No final de 18th No século XIX, mais de 500,000 oliveiras cresciam em Brač, produzindo mais azeite do que todo o território continental da Dalmácia. Hoje, cerca de um milhão de oliveiras cobrem dois terços das terras agrícolas da ilha, principalmente da variedade Oblica, resistente à seca e resistente à seca.
Em 2022, o azeite Brač obteve o estatuto de Denominação de Origem Protegida (DOP) da UE e os produtores de Brač continuam a ganhar os principais prémios, incluindo vários prémios no NYIOOC World Olive Oil Competition em Nova York.
Azeite e Turismo de Mãos dadas
"Estamos provando que a agricultura e o turismo podem prosperar juntos.šotobraco, como dizemos em Brač”, explicou Jelinčić. "Isso cria uma experiência autêntica para os visitantes e uma vida saudável e gratificante para os moradores locais.”

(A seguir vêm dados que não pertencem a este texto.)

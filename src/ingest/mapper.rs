//! Column mapping: turning user-chosen columns into (date, value) candidates.
//!
//! Individual cells that fail to coerce become `None` and are dropped later
//! by the preprocessor; a column that fails wholesale is a [`ColumnError`].

use crate::core::MIN_POINTS;
use crate::error::ColumnError;
use crate::ingest::table::{CellValue, RawTable};
use chrono::{NaiveDate, NaiveDateTime};

/// Row-aligned (date, value) candidates produced by the mapper.
pub type MappedRows = Vec<(Option<NaiveDate>, Option<f64>)>;

/// Share of non-empty cells that must coerce for a column to be accepted.
const MIN_PARSE_RATIO: f64 = 0.8;

/// How many leading cells are sampled when inferring a date format.
const FORMAT_SAMPLE: usize = 5;

/// A recognized textual date layout.
#[derive(Debug, Clone, Copy, PartialEq, Eq)]
pub struct DateFormat {
    pattern: &'static str,
    kind: FormatKind,
}

#[derive(Debug, Clone, Copy, PartialEq, Eq)]
enum FormatKind {
    /// Full calendar date.
    Date,
    /// Date with a time component; the time is discarded.
    DateTime,
    /// Month granularity; resolves to the first of the month.
    Month,
}

/// Formats tried in order, most common first. US slash-format comes after
/// the day-first variant, matching how ambiguous inputs are resolved.
const DATE_FORMATS: &[DateFormat] = &[
    DateFormat { pattern: "%Y-%m-%d", kind: FormatKind::Date },
    DateFormat { pattern: "%d/%m/%Y", kind: FormatKind::Date },
    DateFormat { pattern: "%m/%d/%Y", kind: FormatKind::Date },
    DateFormat { pattern: "%d-%m-%Y", kind: FormatKind::Date },
    DateFormat { pattern: "%Y/%m/%d", kind: FormatKind::Date },
    DateFormat { pattern: "%d.%m.%Y", kind: FormatKind::Date },
    DateFormat { pattern: "%Y-%m-%d %H:%M:%S", kind: FormatKind::DateTime },
    DateFormat { pattern: "%d/%m/%Y %H:%M:%S", kind: FormatKind::DateTime },
    DateFormat { pattern: "%Y-%m", kind: FormatKind::Month },
    DateFormat { pattern: "%m/%Y", kind: FormatKind::Month },
    DateFormat { pattern: "%b %Y", kind: FormatKind::Month },
    DateFormat { pattern: "%B %Y", kind: FormatKind::Month },
    DateFormat { pattern: "%d %b %Y", kind: FormatKind::Date },
    DateFormat { pattern: "%d %B %Y", kind: FormatKind::Date },
];

impl DateFormat {
    pub(crate) fn parse(&self, text: &str) -> Option<NaiveDate> {
        let text = text.trim();
        match self.kind {
            FormatKind::Date => NaiveDate::parse_from_str(text, self.pattern).ok(),
            FormatKind::DateTime => NaiveDateTime::parse_from_str(text, self.pattern)
                .ok()
                .map(|dt| dt.date()),
            FormatKind::Month => {
                // Pin the day so chrono has a complete date to parse.
                let padded = format!("{text} 1");
                let pattern = format!("{} %d", self.pattern);
                NaiveDate::parse_from_str(&padded, &pattern).ok()
            }
        }
    }
}

/// Infer the textual date format from a sample of cell values.
///
/// The first format that parses every sampled value wins; the same format is
/// then applied to the whole column.
pub fn infer_date_format<'a, I>(samples: I) -> Option<DateFormat>
where
    I: IntoIterator<Item = &'a str>,
{
    let sample: Vec<&str> = samples
        .into_iter()
        .map(str::trim)
        .filter(|s| !s.is_empty())
        .take(FORMAT_SAMPLE)
        .collect();
    if sample.is_empty() {
        return None;
    }
    DATE_FORMATS
        .iter()
        .find(|fmt| sample.iter().all(|s| fmt.parse(s).is_some()))
        .copied()
}

/// Coerce a cell to a date, using the inferred column format when available.
fn coerce_date(cell: &CellValue, format: Option<DateFormat>) -> Option<NaiveDate> {
    match cell {
        CellValue::Date(d) => Some(*d),
        CellValue::Text(s) => match format {
            Some(fmt) => fmt.parse(s),
            None => DATE_FORMATS.iter().find_map(|fmt| fmt.parse(s)),
        },
        _ => None,
    }
}

/// Coerce a cell to a finite number. Textual numbers may carry thousands
/// separators or a leading currency symbol.
pub(crate) fn coerce_number(cell: &CellValue) -> Option<f64> {
    match cell {
        CellValue::Number(v) if v.is_finite() => Some(*v),
        CellValue::Text(s) => {
            let cleaned: String = s
                .trim()
                .trim_start_matches(['$', '€', '£'])
                .chars()
                .filter(|c| *c != ',' && !c.is_whitespace())
                .collect();
            cleaned.parse::<f64>().ok().filter(|v| v.is_finite())
        }
        _ => None,
    }
}

/// Map the chosen date and value columns onto row-aligned candidates.
///
/// Fails when either column is missing, the table is shorter than
/// [`MIN_POINTS`], or a column rejects too large a share of its cells.
pub fn map_columns(
    table: &RawTable,
    date_col: &str,
    value_col: &str,
) -> Result<MappedRows, ColumnError> {
    let date_idx = table
        .column_index(date_col)
        .ok_or_else(|| ColumnError::UnknownColumn(date_col.to_string()))?;
    let value_idx = table
        .column_index(value_col)
        .ok_or_else(|| ColumnError::UnknownColumn(value_col.to_string()))?;

    if table.len() < MIN_POINTS {
        return Err(ColumnError::TooFewRows {
            needed: MIN_POINTS,
            got: table.len(),
        });
    }

    let format = infer_date_format(
        table
            .rows()
            .iter()
            .filter_map(|row| row[date_idx].as_text()),
    );

    let mapped: MappedRows = table
        .rows()
        .iter()
        .map(|row| {
            (
                coerce_date(&row[date_idx], format),
                coerce_number(&row[value_idx]),
            )
        })
        .collect();

    if !ratio_ok(table, date_idx, &mapped, |pair| pair.0.is_some()) {
        return Err(ColumnError::UnparseableDates(date_col.to_string()));
    }
    if !ratio_ok(table, value_idx, &mapped, |pair| pair.1.is_some()) {
        return Err(ColumnError::NonNumericValues(value_col.to_string()));
    }

    tracing::debug!(
        rows = mapped.len(),
        date_column = date_col,
        value_column = value_col,
        "columns mapped"
    );
    Ok(mapped)
}

/// True when at least [`MIN_PARSE_RATIO`] of a column's non-empty cells
/// coerced successfully.
fn ratio_ok<F>(table: &RawTable, column_idx: usize, mapped: &MappedRows, coerced: F) -> bool
where
    F: Fn(&(Option<NaiveDate>, Option<f64>)) -> bool,
{
    let non_empty = table
        .rows()
        .iter()
        .filter(|row| !row[column_idx].is_empty())
        .count();
    if non_empty == 0 {
        return false;
    }
    let ok = mapped.iter().filter(|pair| coerced(pair)).count();
    (ok as f64) / (non_empty as f64) >= MIN_PARSE_RATIO
}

O sucesso do evento foi reconhecido internacionalmente em 2019, quando a Creative Tourism Network nomeou o Campeonato Mundial como a Melhor Experiência de Turismo Criativo na Feira FITUR de Madri, selecionado entre 160 projetos de todo o mundo. "Esse prêmio foi uma grande honra — mas também uma responsabilidade de continuar melhorando”, disse Jelinčić. "Parabéns aos novos campeões mundiais e obrigado a todos que tornaram o encontro das ilhas deste ano inesquecível. Até o ano que vem."
O calor, a alegria e o senso de comunidade que nascem nesses bosques continuarão a brilhar nos corações dos participantes muito depois do término do evento.